Strategies for Collaborating With Other Health Care Firms to Expand Production and Secure the Supply Chain
Stabilizing core business operations and managing risk should be key priorities at this stage of your company’s response to COVID-19. On Sunday, March 29, the Federal Trade Commission and United States Department of Justice issued a joint statement to ease the challenges ahead by confirming that they will take exigent circumstances into account in evaluating joint efforts to facilitate production and distribution of personal protective equipment (PPE), medical supplies, and healthcare.
While not a blank check to coordinate with competitors, the joint statement suggests that the antitrust agencies are unlikely to challenge joint conduct that ordinarily may have been more closely scrutinized by regulators as long as the joint effort (1) is “limited in duration and necessary to assist patients, consumers, and communities affected by COVID-19 and its aftermath” and (2) does not restrain competition by increasing reimbursement rates, lowering wages or otherwise negatively impacting employee benefits and freedom of movement, restricting service levels, or excluding competitors. This increased flexibility opens the door to a number of viable strategies to help the industry get out ahead of COVID-19:
Facilitating the acquisition and shipment of medical supplies by integrating procurement groups and coordinating supply chains
Expanding capacity by contributing component parts, know-how, staff, technology, and other resources to produce medical devices and other healthcare resources jointly
Managing staffing shortages by temporarily integrating back-office support services and facility caregivers through secondments or the coordination of schedules
Robust information sharing with respect to operational challenges created by COVID-19, including discussions about solutions, best practices, and data sharing necessary to ensure continuity of distribution and services
Coordinated lobbying at each level of government to obtain subsidies, competitive advantages, regulatory concessions, and immunities
The time is now for companies to identify creative solutions, and the industry is answering the call. For example, Project Airbridge — a collaboration between McKesson, Cardinal Health, UPS, Federal Express, and others designed to facilitate international shipments of PPE and other medical supplies into the United States — was announced over the weekend. The Healthcare District Alliance applauded the effort with the following statement from its new CEO Chip Davis: “Project Airbridge’ demonstrates how the nation’s healthcare distributors are going above and beyond to protect the global healthcare supply chain in the face of the unprecedented challenges presented by COVID-19. Distributors are working each day to ensure that pharmacies, hospitals and healthcare providers have access to the medicines and medical supplies that our communities need.”

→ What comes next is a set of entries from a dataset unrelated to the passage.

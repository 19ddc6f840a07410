use std::cell::RefCell;
use std::rc::Rc;

use puzzle_core::{Session, SwapRequest};
use rand::SeedableRng;
use rand_chacha::ChaCha8Rng;
use web_sys::{Document, HtmlElement, Window};

/// Everything the adapter can be asked to do. Gesture and button handlers
/// only build these; [`crate::update`] is the one place that acts on them.
#[derive(Clone, Copy, Debug, PartialEq, Eq)]
pub enum Msg {
    Swap(SwapRequest),
    Shuffle,
    CloseReveal,
}

/// Adapter state stored behind an `Rc<RefCell<_>>` so it can be shared
/// across the WASM callbacks.
pub struct State {
    pub window: Window,
    pub document: Document,
    pub board: HtmlElement,
    /// `None` until the image source has been resolved.
    pub session: Option<Session>,
    pub image_url: String,
    pub prize_url: String,
    pub rng: ChaCha8Rng,
    /// Completion overlay currently attached to the body.
    pub overlay: Option<crate::reveal::Overlay>,
}

impl State {
    pub fn new(window: Window, document: Document, board: HtmlElement) -> Self {
        State {
            window,
            document,
            board,
            session: None,
            image_url: String::new(),
            prize_url: String::new(),
            rng: ChaCha8Rng::seed_from_u64(browser_seed()),
            overlay: None,
        }
    }
}

// Math.random only yields 52 useful bits; mixing in the clock is enough
// for shuffling a picture.
fn browser_seed() -> u64 {
    let r = (js_sys::Math::random() * (1u64 << 52) as f64) as u64;
    let t = js_sys::Date::now() as u64;
    r ^ t.rotate_left(32)
}

/// Thread local storage for the single runtime state instance.
thread_local! {
    pub static STATE: RefCell<Option<Rc<RefCell<State>>>> = const { RefCell::new(None) };
}
use std::future::Future;
use std::time::Duration;

use gloo_timers::future::TimeoutFuture;
use js_sys::Promise;
use puzzle_core::ImageProbe;
use wasm_bindgen::JsCast;
use wasm_bindgen::closure::Closure;
use wasm_bindgen::prelude::*;
use web_sys::HtmlImageElement;

/// Probes candidates by loading them into a detached `<img>`.
pub struct WebProbe;

impl ImageProbe for WebProbe {
    fn load(&self, url: &str) -> impl Future<Output = bool> {
        let url = url.to_string();
        async move {
            let img = match HtmlImageElement::new() {
                Ok(img) => img,
                Err(_) => return false,
            };
            let mut pending = PendingLoad {
                img: img.clone(),
                settled: false,
            };
            let promise = Promise::new(&mut |resolve, _reject| {
                let on_ok = resolve.clone();
                let onload = Closure::once(move || {
                    let _ = on_ok.call1(&JsValue::NULL, &JsValue::TRUE);
                });
                let onerror = Closure::once(move || {
                    let _ = resolve.call1(&JsValue::NULL, &JsValue::FALSE);
                });
                img.set_onload(Some(onload.as_ref().unchecked_ref()));
                img.set_onerror(Some(onerror.as_ref().unchecked_ref()));
                onload.forget();
                onerror.forget();
            });
            img.set_src(&url);
            let loaded = matches!(
                wasm_bindgen_futures::JsFuture::from(promise).await,
                Ok(v) if v.as_bool() == Some(true)
            );
            pending.settled = true;
            loaded
        }
    }

    fn sleep(&self, dur: Duration) -> impl Future<Output = ()> {
        let ms = u32::try_from(dur.as_millis()).unwrap_or(u32::MAX);
        TimeoutFuture::new(ms)
    }
}

/// Detaches the handlers when the probe future goes away. If the load never
/// settled (the timer won), the request is cut off by clearing `src`.
struct PendingLoad {
    img: HtmlImageElement,
    settled: bool,
}

impl Drop for PendingLoad {
    fn drop(&mut self) {
        self.img.set_onload(None);
        self.img.set_onerror(None);
        if !self.settled {
            self.img.set_src("");
        }
    }
}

Yesterday, Fresnius Medical Care North America announced that it had partnered with DaVita and other dialysis providers to expand the number of isolation units nationwide. In addition to space considerations, expanding isolation unit capacity will require ensuring that there are sufficient numbers of nurses, social workers, dieticians, care technicians, and available space to treat all dialysis patients including those who are suffering from COVID-19. Fresnius explained that “This collaboration will help safeguard caregivers, conserve personal protective equipment and other important supplies, and create an environment that provides excess capacity for providers that may be overwhelmed by larger COVID-19 clusters.”

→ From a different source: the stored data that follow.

use std::cell::RefCell;
use std::future::Future;
use std::time::Duration;

use futures::executor::block_on;
use futures::future;
use puzzle_core::{
    ImageProbe, ImageSource, PuzzleConfig, Session, Status, SwapRequest, is_solved,
    resolve_image,
};
use rand::SeedableRng;
use rand_chacha::ChaCha8Rng;

/// Solve the board the way a player would: drag the right tile onto each
/// position in turn.
fn solve_by_dragging(session: &mut Session) -> usize {
    let mut swaps = 0;
    for pos in 0..session.arrangement().len() {
        let from = session
            .arrangement()
            .tiles()
            .iter()
            .position(|&t| t == pos)
            .unwrap();
        if from == pos {
            continue;
        }
        let status = session.apply(SwapRequest { from, to: pos }).unwrap();
        swaps += 1;
        if status == Status::Solved {
            break;
        }
    }
    swaps
}

#[test]
fn solved_is_reached_only_on_the_last_drag() {
    let mut rng = ChaCha8Rng::seed_from_u64(2024);
    let mut session = Session::new(4, &mut rng).unwrap();
    let mut statuses = Vec::new();
    for pos in 0..16 {
        let from = session
            .arrangement()
            .tiles()
            .iter()
            .position(|&t| t == pos)
            .unwrap();
        if from != pos {
            statuses.push(session.apply(SwapRequest { from, to: pos }).unwrap());
        }
    }
    let (last, rest) = statuses.split_last().unwrap();
    assert_eq!(*last, Status::Solved);
    assert!(rest.iter().all(|s| *s == Status::Unsolved));
    assert!(is_solved(session.arrangement()));
}

#[test]
fn closing_the_reveal_starts_a_new_round() {
    let mut rng = ChaCha8Rng::seed_from_u64(8);
    let mut session = Session::new(3, &mut rng).unwrap();
    assert!(solve_by_dragging(&mut session) > 0);
    assert_eq!(session.status(), Status::Solved);

    session.restart(&mut rng);
    assert_eq!(session.status(), Status::Unsolved);
    assert_eq!(session.arrangement().len(), 9);
    assert!(!is_solved(session.arrangement()));
}

#[test]
fn every_rendered_tile_has_a_crop_inside_the_image() {
    let mut rng = ChaCha8Rng::seed_from_u64(77);
    let session = Session::new(5, &mut rng).unwrap();
    let a = session.arrangement();
    for pos in 0..a.len() {
        let crop = a.crop(pos).unwrap();
        assert!((0.0..=100.0).contains(&crop.x));
        assert!((0.0..=100.0).contains(&crop.y));
    }
}

/// Nothing ever loads; every timer fires at once and is recorded.
#[derive(Default)]
struct Offline {
    waits: RefCell<Vec<Duration>>,
}

impl ImageProbe for Offline {
    fn load(&self, _url: &str) -> impl Future<Output = bool> {
        future::pending()
    }

    fn sleep(&self, dur: Duration) -> impl Future<Output = ()> {
        self.waits.borrow_mut().push(dur);
        future::ready(())
    }
}

#[test]
fn configured_candidates_fall_back_when_offline() {
    let mut cfg = PuzzleConfig::default();
    cfg.apply_query("?img=https%3A%2F%2Fbad.invalid%2Fx.jpg&timeout=50");
    let offline = Offline::default();
    let r = block_on(resolve_image(
        &offline,
        &cfg.candidates,
        cfg.probe_timeout(),
        |_| {},
    ));
    assert_eq!(r.source, ImageSource::Fallback);
    assert!(r.source.url().starts_with("data:image/svg+xml"));
    assert_eq!(r.statuses.len(), 2);
    assert_eq!(*offline.waits.borrow(), vec![Duration::from_millis(50)]);
}

#[test]
fn configured_timeout_applies_to_every_candidate() {
    let mut cfg = PuzzleConfig::default();
    cfg.apply_query("?img=a.jpg&img=b.jpg&img=c.jpg&timeout=1200");
    let offline = Offline::default();
    let r = block_on(resolve_image(
        &offline,
        &cfg.candidates,
        cfg.probe_timeout(),
        |_| {},
    ));
    assert_eq!(r.source, ImageSource::Fallback);
    assert_eq!(*offline.waits.borrow(), vec![cfg.probe_timeout(); 3]);
    assert_eq!(cfg.probe_timeout(), Duration::from_millis(1200));
}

Whether a particular collaboration is likely to generate antitrust scrutiny will depend on whether the collaboration is narrowly tailored to achieve the procompetitive outcome, the compliance measures implemented by the parties, and other relevant factors. Importantly, if the parties are generally aligned on commercial terms, getting up and running does not need to be complicated. Documenting the scope of the joint activities and compliance measures can take the form of an agreement or charter and should not delay the initiative. Moreover, for short-term collaborations, creating new entities and management structures generally may not be necessary.

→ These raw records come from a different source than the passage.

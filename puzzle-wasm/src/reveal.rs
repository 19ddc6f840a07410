use wasm_bindgen::JsCast;
use wasm_bindgen::closure::Closure;
use wasm_bindgen::prelude::*;
use web_sys::{Document, Element, HtmlElement, HtmlImageElement, HtmlTemplateElement};

use crate::constants::{CLOSE_MODAL_ID, MODAL_TPL_ID, PRIZE_IMG_ID};
use crate::state::Msg;

/// Completion overlay attached to the body.
///
/// Owns the close button's click handler; dropping the overlay detaches
/// the handler and removes the markup, so nothing outlives the round.
pub struct Overlay {
    backdrop: Element,
    close_btn: Option<HtmlElement>,
    _onclick: Option<Closure<dyn FnMut()>>,
}

impl Overlay {
    pub fn element(&self) -> &Element {
        &self.backdrop
    }
}

impl Drop for Overlay {
    fn drop(&mut self) {
        if let Some(btn) = &self.close_btn {
            btn.set_onclick(None);
        }
        self.backdrop.remove();
    }
}

/// Attach the completion overlay to the body.
///
/// Uses `<template id="modalTpl">` when the page provides one, otherwise a
/// plain backdrop with the prize image and one button.
pub fn show(document: &Document, prize_url: &str) -> Result<Overlay, JsValue> {
    let backdrop = match from_template(document)? {
        Some(el) => el,
        None => build_default(document)?,
    };
    if let Some(img) = backdrop.query_selector(&format!("#{PRIZE_IMG_ID}"))?
        && let Ok(img) = img.dyn_into::<HtmlImageElement>()
    {
        img.set_src(prize_url);
    }
    document
        .body()
        .ok_or("no body")?
        .append_child(&backdrop)?;

    let mut overlay = Overlay {
        backdrop,
        close_btn: None,
        _onclick: None,
    };
    if let Some(btn) = overlay
        .backdrop
        .query_selector(&format!("#{CLOSE_MODAL_ID}"))?
    {
        let btn: HtmlElement = btn.dyn_into()?;
        let onclick = Closure::<dyn FnMut()>::wrap(Box::new(move || {
            crate::dispatch(Msg::CloseReveal);
        }));
        btn.set_onclick(Some(onclick.as_ref().unchecked_ref()));
        overlay.close_btn = Some(btn);
        overlay._onclick = Some(onclick);
    }
    Ok(overlay)
}

fn from_template(document: &Document) -> Result<Option<Element>, JsValue> {
    let Some(tpl) = document.get_element_by_id(MODAL_TPL_ID) else {
        return Ok(None);
    };
    let Ok(tpl) = tpl.dyn_into::<HtmlTemplateElement>() else {
        return Ok(None);
    };
    let content = tpl.content().clone_node_with_deep(true)?;
    let fragment: web_sys::DocumentFragment = content.dyn_into()?;
    fragment.query_selector(".modal-backdrop")
}

fn build_default(document: &Document) -> Result<Element, JsValue> {
    let backdrop = document.create_element("div")?;
    backdrop.set_class_name("modal-backdrop");
    backdrop.set_inner_html(&format!(
        "<div class=\"modal\">\
           <h2>Well done!</h2>\
           <img id=\"{PRIZE_IMG_ID}\" alt=\"prize\">\
           <button id=\"{CLOSE_MODAL_ID}\">Play again</button>\
         </div>"
    ));
    Ok(backdrop)
}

But remember that stretched supply lines and the resulting pressure to meet internal supply needs create opportunities for fraud and corrupt practices by third-party opportunists. Further, do not assume that agency statements and emergency authorizations will insulate you from scrutiny after the crisis has ended. Regulatory guidance from federal and state agencies with health care jurisdiction is qualified, continually evolving, and sometimes conflicting. Our experience with past disasters unfortunately also teaches us that regulators, government investigators, and plaintiff lawyers will often second guess good faith efforts to protect patients.